Records contained in a dataset
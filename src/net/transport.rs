//! HTTP access to the remote authority used by the session probe.
//!
//! Client-side (hydrate): real `GET` calls via `gloo-net` with an abort-based
//! timeout. Anywhere else the browser transport reports
//! [`TransportError::Unavailable`], which the probe treats as inconclusive.
//!
//! ERROR HANDLING
//! ==============
//! The transport never interprets status codes. It hands back the raw status
//! and body so the probe alone decides what is definitive and what is not.

#![allow(clippy::unused_async)]

#[cfg(test)]
#[path = "transport_test.rs"]
mod transport_test;

use crate::error::TransportError;

/// Raw reply from one verification endpoint.
#[derive(Clone, Debug, PartialEq, Eq)]
pub struct ProbeReply {
    pub status: u16,
    pub body: String,
}

impl ProbeReply {
    pub fn new(status: u16, body: impl Into<String>) -> Self {
        Self { status, body: body.into() }
    }
}

/// Issues `GET <url>` with `Authorization: Bearer <token>`.
#[async_trait::async_trait(?Send)]
pub trait AuthTransport {
    /// Fetch one verification endpoint.
    ///
    /// # Errors
    ///
    /// Returns a [`TransportError`] when no HTTP status was obtained at all.
    async fn get(&self, url: &str, token: &str) -> Result<ProbeReply, TransportError>;
}

/// Value of the `Authorization` header for a stored token.
pub fn bearer_header(token: &str) -> String {
    format!("Bearer {token}")
}

#[cfg(any(test, feature = "hydrate"))]
fn classify_request_error(message: &str, timeout_ms: u32) -> TransportError {
    let lowered = message.to_lowercase();
    if lowered.contains("timeout") || lowered.contains("abort") {
        TransportError::Timeout { timeout_ms }
    } else {
        TransportError::Network(message.to_owned())
    }
}

/// Pair a status with its body. A body that fails to arrive is a transport
/// failure, not an empty success.
#[cfg(any(test, feature = "hydrate"))]
fn read_reply(status: u16, body: Result<String, String>, timeout_ms: u32) -> Result<ProbeReply, TransportError> {
    body.map(|body| ProbeReply { status, body })
        .map_err(|e| classify_request_error(&format!("body read failed: {e}"), timeout_ms))
}

/// Browser transport backed by `fetch`.
#[derive(Clone, Copy, Debug)]
pub struct BrowserTransport {
    timeout_ms: u32,
}

impl BrowserTransport {
    pub fn new(timeout_ms: u32) -> Self {
        Self { timeout_ms }
    }
}

#[async_trait::async_trait(?Send)]
impl AuthTransport for BrowserTransport {
    async fn get(&self, url: &str, token: &str) -> Result<ProbeReply, TransportError> {
        #[cfg(feature = "hydrate")]
        {
            let controller =
                web_sys::AbortController::new().map_err(|_| TransportError::Build("abort controller".to_owned()))?;
            let signal = controller.signal();
            let timeout_controller = controller.clone();
            let _timeout = gloo_timers::callback::Timeout::new(self.timeout_ms, move || timeout_controller.abort());

            let resp = gloo_net::http::Request::get(url)
                .header("Authorization", &bearer_header(token))
                .header("Accept", "application/json")
                .abort_signal(Some(&signal))
                .send()
                .await
                .map_err(|e| classify_request_error(&e.to_string(), self.timeout_ms))?;
            let status = resp.status();
            read_reply(status, resp.text().await.map_err(|e| e.to_string()), self.timeout_ms)
        }
        #[cfg(not(feature = "hydrate"))]
        {
            let _ = (url, token, self.timeout_ms);
            Err(TransportError::Unavailable)
        }
    }
}
//! Shared fixtures for session-core unit tests.

use std::cell::RefCell;
use std::collections::HashMap;
use std::rc::Rc;

use base64::Engine;
use base64::engine::general_purpose::URL_SAFE_NO_PAD;

use crate::config::SessionConfig;
use crate::error::TransportError;
use crate::net::transport::{AuthTransport, ProbeReply};
use crate::net::types::{Role, UserRecord};
use crate::state::token_store::TokenStore;
use crate::util::clock::ManualClock;
use crate::util::storage::MemoryStorage;

pub const NOW_MS: i64 = 1_700_000_000_000;

/// Transport answering per URL; unknown URLs fail like a dropped connection.
#[derive(Default)]
pub struct ScriptedTransport {
    replies: RefCell<HashMap<String, Result<ProbeReply, TransportError>>>,
    calls: RefCell<Vec<(String, String)>>,
}

impl ScriptedTransport {
    pub fn new() -> Self {
        Self::default()
    }

    pub fn reply(self, url: &str, status: u16, body: &str) -> Self {
        self.replies.borrow_mut().insert(url.to_owned(), Ok(ProbeReply::new(status, body)));
        self
    }

    pub fn fail(self, url: &str, error: TransportError) -> Self {
        self.replies.borrow_mut().insert(url.to_owned(), Err(error));
        self
    }

    pub fn set_reply(&self, url: &str, status: u16, body: &str) {
        self.replies.borrow_mut().insert(url.to_owned(), Ok(ProbeReply::new(status, body)));
    }

    /// URLs requested so far, in order.
    pub fn called_urls(&self) -> Vec<String> {
        self.calls.borrow().iter().map(|(url, _)| url.clone()).collect()
    }

    pub fn call_count(&self) -> usize {
        self.calls.borrow().len()
    }

    pub fn tokens_sent(&self) -> Vec<String> {
        self.calls.borrow().iter().map(|(_, token)| token.clone()).collect()
    }
}

#[async_trait::async_trait(?Send)]
impl AuthTransport for ScriptedTransport {
    async fn get(&self, url: &str, token: &str) -> Result<ProbeReply, TransportError> {
        self.calls.borrow_mut().push((url.to_owned(), token.to_owned()));
        self.replies
            .borrow()
            .get(url)
            .cloned()
            .unwrap_or_else(|| Err(TransportError::Network("connection refused".to_owned())))
    }
}

/// Runs a hook once before the wrapped transport answers, to interleave a
/// login, logout or storage change with an in-flight request.
pub struct MidFlight {
    inner: ScriptedTransport,
    hook: RefCell<Option<Box<dyn FnOnce()>>>,
}

impl MidFlight {
    pub fn new(inner: ScriptedTransport) -> Self {
        Self { inner, hook: RefCell::new(None) }
    }

    pub fn before_reply(&self, hook: impl FnOnce() + 'static) {
        *self.hook.borrow_mut() = Some(Box::new(hook));
    }
}

#[async_trait::async_trait(?Send)]
impl AuthTransport for MidFlight {
    async fn get(&self, url: &str, token: &str) -> Result<ProbeReply, TransportError> {
        let hook = self.hook.borrow_mut().take();
        if let Some(hook) = hook {
            hook();
        }
        self.inner.get(url, token).await
    }
}

pub fn config_with(endpoints: &[&str]) -> SessionConfig {
    SessionConfig {
        verify_endpoints: endpoints.iter().map(|e| (*e).to_owned()).collect(),
        ..SessionConfig::default()
    }
}

pub fn memory_tokens() -> (Rc<MemoryStorage>, TokenStore) {
    let backend = Rc::new(MemoryStorage::new());
    (backend.clone(), TokenStore::new(backend))
}

pub fn clock() -> Rc<ManualClock> {
    Rc::new(ManualClock::new(NOW_MS))
}

/// Unsigned JWT whose `exp` is `exp_secs`.
pub fn jwt_expiring_at(exp_secs: i64) -> String {
    let header = URL_SAFE_NO_PAD.encode(br#"{"alg":"HS256","typ":"JWT"}"#);
    let payload = URL_SAFE_NO_PAD.encode(serde_json::json!({"sub": "u1", "exp": exp_secs}).to_string());
    format!("{header}.{payload}.sig")
}

pub fn jwt_valid_for_an_hour() -> String {
    jwt_expiring_at(NOW_MS / 1000 + 3600)
}

pub fn user(id: &str, role: Role, is_hotel: bool) -> UserRecord {
    UserRecord {
        id: id.to_owned(),
        name: format!("User {id}"),
        email: format!("{id}@example.test"),
        phone: None,
        role,
        is_hotel,
        hotel_id: is_hotel.then(|| format!("hotel-{id}")),
    }
}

WORK ITEM
Transcribe every line of the data, exactly as it stands.

SOLUTION FOR THIS TASK
filename src/net/transport.rs
//! HTTP access to the remote authority used by the session probe.
//!
//! Client-side (hydrate): real `GET` calls via `gloo-net` with an abort-based
//! timeout. Anywhere else the browser transport reports
//! [`TransportError::Unavailable`], which the probe treats as inconclusive.
//!
//! ERROR HANDLING
//! ==============
//! The transport never interprets status codes. It hands back the raw status
//! and body so the probe alone decides what is definitive and what is not.

#![allow(clippy::unused_async)]

#[cfg(test)]
#[path = "transport_test.rs"]
mod transport_test;

use crate::error::TransportError;

/// Raw reply from one verification endpoint.
#[derive(Clone, Debug, PartialEq, Eq)]
pub struct ProbeReply {
    pub status: u16,
    pub body: String,
}

impl ProbeReply {
    pub fn new(status: u16, body: impl Into<String>) -> Self {
        Self { status, body: body.into() }
    }
}

/// Issues `GET <url>` with `Authorization: Bearer <token>`.
#[async_trait::async_trait(?Send)]
pub trait AuthTransport {
    /// Fetch one verification endpoint.
    ///
    /// # Errors
    ///
    /// Returns a [`TransportError`] when no HTTP status was obtained at all.
    async fn get(&self, url: &str, token: &str) -> Result<ProbeReply, TransportError>;
}

/// Value of the `Authorization` header for a stored token.
pub fn bearer_header(token: &str) -> String {
    format!("Bearer {token}")
}

#[cfg(any(test, feature = "hydrate"))]
fn classify_request_error(message: &str, timeout_ms: u32) -> TransportError {
    let lowered = message.to_lowercase();
    if lowered.contains("timeout") || lowered.contains("abort") {
        TransportError::Timeout { timeout_ms }
    } else {
        TransportError::Network(message.to_owned())
    }
}

/// Pair a status with its body. A body that fails to arrive is a transport
/// failure, not an empty success.
#[cfg(any(test, feature = "hydrate"))]
fn read_reply(status: u16, body: Result<String, String>, timeout_ms: u32) -> Result<ProbeReply, TransportError> {
    body.map(|body| ProbeReply { status, body })
        .map_err(|e| classify_request_error(&format!("body read failed: {e}"), timeout_ms))
}

/// Browser transport backed by `fetch`.
#[derive(Clone, Copy, Debug)]
pub struct BrowserTransport {
    timeout_ms: u32,
}

impl BrowserTransport {
    pub fn new(timeout_ms: u32) -> Self {
        Self { timeout_ms }
    }
}

#[async_trait::async_trait(?Send)]
impl AuthTransport for BrowserTransport {
    async fn get(&self, url: &str, token: &str) -> Result<ProbeReply, TransportError> {
        #[cfg(feature = "hydrate")]
        {
            let controller =
                web_sys::AbortController::new().map_err(|_| TransportError::Build("abort controller".to_owned()))?;
            let signal = controller.signal();
            let timeout_controller = controller.clone();
            let _timeout = gloo_timers::callback::Timeout::new(self.timeout_ms, move || timeout_controller.abort());

            let resp = gloo_net::http::Request::get(url)
                .header("Authorization", &bearer_header(token))
                .header("Accept", "application/json")
                .abort_signal(Some(&signal))
                .send()
                .await
                .map_err(|e| classify_request_error(&e.to_string(), self.timeout_ms))?;
            let status = resp.status();
            read_reply(status, resp.text().await.map_err(|e| e.to_string()), self.timeout_ms)
        }
        #[cfg(not(feature = "hydrate"))]
        {
            let _ = (url, token, self.timeout_ms);
            Err(TransportError::Unavailable)
        }
    }
}
//! Shared fixtures for session-core unit tests.

use std::cell::RefCell;
use std::collections::HashMap;
use std::rc::Rc;

use base64::Engine;
use base64::engine::general_purpose::URL_SAFE_NO_PAD;

use crate::config::SessionConfig;
use crate::error::TransportError;
use crate::net::transport::{AuthTransport, ProbeReply};
use crate::net::types::{Role, UserRecord};
use crate::state::token_store::TokenStore;
use crate::util::clock::ManualClock;
use crate::util::storage::MemoryStorage;

pub const NOW_MS: i64 = 1_700_000_000_000;

/// Transport answering per URL; unknown URLs fail like a dropped connection.
#[derive(Default)]
pub struct ScriptedTransport {
    replies: RefCell<HashMap<String, Result<ProbeReply, TransportError>>>,
    calls: RefCell<Vec<(String, String)>>,
}

impl ScriptedTransport {
    pub fn new() -> Self {
        Self::default()
    }

    pub fn reply(self, url: &str, status: u16, body: &str) -> Self {
        self.replies.borrow_mut().insert(url.to_owned(), Ok(ProbeReply::new(status, body)));
        self
    }

    pub fn fail(self, url: &str, error: TransportError) -> Self {
        self.replies.borrow_mut().insert(url.to_owned(), Err(error));
        self
    }

    pub fn set_reply(&self, url: &str, status: u16, body: &str) {
        self.replies.borrow_mut().insert(url.to_owned(), Ok(ProbeReply::new(status, body)));
    }

    /// URLs requested so far, in order.
    pub fn called_urls(&self) -> Vec<String> {
        self.calls.borrow().iter().map(|(url, _)| url.clone()).collect()
    }

    pub fn call_count(&self) -> usize {
        self.calls.borrow().len()
    }

    pub fn tokens_sent(&self) -> Vec<String> {
        self.calls.borrow().iter().map(|(_, token)| token.clone()).collect()
    }
}

#[async_trait::async_trait(?Send)]
impl AuthTransport for ScriptedTransport {
    async fn get(&self, url: &str, token: &str) -> Result<ProbeReply, TransportError> {
        self.calls.borrow_mut().push((url.to_owned(), token.to_owned()));
        self.replies
            .borrow()
            .get(url)
            .cloned()
            .unwrap_or_else(|| Err(TransportError::Network("connection refused".to_owned())))
    }
}

/// Runs a hook once before the wrapped transport answers, to interleave a
/// login, logout or storage change with an in-flight request.
pub struct MidFlight {
    inner: ScriptedTransport,
    hook: RefCell<Option<Box<dyn FnOnce()>>>,
}

impl MidFlight {
    pub fn new(inner: ScriptedTransport) -> Self {
        Self { inner, hook: RefCell::new(None) }
    }

    pub fn before_reply(&self, hook: impl FnOnce() + 'static) {
        *self.hook.borrow_mut() = Some(Box::new(hook));
    }
}

#[async_trait::async_trait(?Send)]
impl AuthTransport for MidFlight {
    async fn get(&self, url: &str, token: &str) -> Result<ProbeReply, TransportError> {
        let hook = self.hook.borrow_mut().take();
        if let Some(hook) = hook {
            hook();
        }
        self.inner.get(url, token).await
    }
}

pub fn config_with(endpoints: &[&str]) -> SessionConfig {
    SessionConfig {
        verify_endpoints: endpoints.iter().map(|e| (*e).to_owned()).collect(),
        ..SessionConfig::default()
    }
}

pub fn memory_tokens() -> (Rc<MemoryStorage>, TokenStore) {
    let backend = Rc::new(MemoryStorage::new());
    (backend.clone(), TokenStore::new(backend))
}

pub fn clock() -> Rc<ManualClock> {
    Rc::new(ManualClock::new(NOW_MS))
}

/// Unsigned JWT whose `exp` is `exp_secs`.
pub fn jwt_expiring_at(exp_secs: i64) -> String {
    let header = URL_SAFE_NO_PAD.encode(br#"{"alg":"HS256","typ":"JWT"}"#);
    let payload = URL_SAFE_NO_PAD.encode(serde_json::json!({"sub": "u1", "exp": exp_secs}).to_string());
    format!("{header}.{payload}.sig")
}

pub fn jwt_valid_for_an_hour() -> String {
    jwt_expiring_at(NOW_MS / 1000 + 3600)
}

pub fn user(id: &str, role: Role, is_hotel: bool) -> UserRecord {
    UserRecord {
        id: id.to_owned(),
        name: format!("User {id}"),
        email: format!("{id}@example.test"),
        phone: None,
        role,
        is_hotel,
        hotel_id: is_hotel.then(|| format!("hotel-{id}")),
    }
}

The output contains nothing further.